A TEENAGER was beaten up in the middle of the night, dragged across a street and left to die in a children’s play area, a court heard.

Luke Woolf, 18, never regained consciousness and died several months later in hospital.

Three days after the attack Scott Townson, 21, handed himself in to police telling them he had repeatedly punched and kicked Mr Woolf in self defence thinking he had broken into his Southampton home.

It was not until he had switched the light on that he realised he was a former fellow resident.

However prosecutors argued that the level of violence went beyond self defence causing Mr Woolf severe head injuries.

Michael Vere-Hodge QC told Salisbury Crown Court: “It went on to become a punishment, a beating.”

Apart from the head injuries, Mr Woolf had also suffered so much bruising to his face and body his mother did not recognise him, the court was told.

Jurors heard there were no independent witnesses in the case.

Townson and Mr Woolf had been tenants of a house in Radcliffe Road, Northam, run by the Rainbow Project and catering for single and homeless men under 25.

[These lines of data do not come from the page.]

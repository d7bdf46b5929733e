//! Tracing setup for the teresabuild CLI
//!
//! Diagnostics go to stderr so stdout stays a clean build log.
//!
//! Usage:
//!   teresabuild --debug run ...          # Debug logging with targets
//!   RUST_LOG=teresabuild_core=debug ...  # Fine-grained log control

use anyhow::{anyhow, Result};
use tracing_subscriber::EnvFilter;

/// Tracing configuration options
#[derive(Debug, Clone, Default)]
pub struct TracingConfig {
    /// Default to debug level and show targets
    pub debug: bool,
    /// Default to warnings only
    pub quiet: bool,
}

impl TracingConfig {
    fn default_level(&self) -> &'static str {
        if self.debug {
            "debug"
        } else if self.quiet {
            "warn"
        } else {
            "info"
        }
    }
}

/// Initialize console tracing; RUST_LOG wins over the flags
pub fn init(config: &TracingConfig) -> Result<()> {
    let filter = EnvFilter::try_from_default_env()
        .unwrap_or_else(|_| EnvFilter::new(config.default_level()));

    tracing_subscriber::fmt()
        .with_env_filter(filter)
        .with_target(config.debug)
        .with_writer(std::io::stderr)
        .compact()
        .try_init()
        .map_err(|err| anyhow!(err))
}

A few weeks before his death on October 25, 2008, Mr Woolf had been asked to leave because he would not keep to the rules.

But he did not return his keys and that night with apparently nowhere to stay, he had returned to the property and tried to sleep there before he was attacked.

Following his arrest, Townson admitted he had taken cocaine and drunk at least a dozen pints of lager on the night of the attack.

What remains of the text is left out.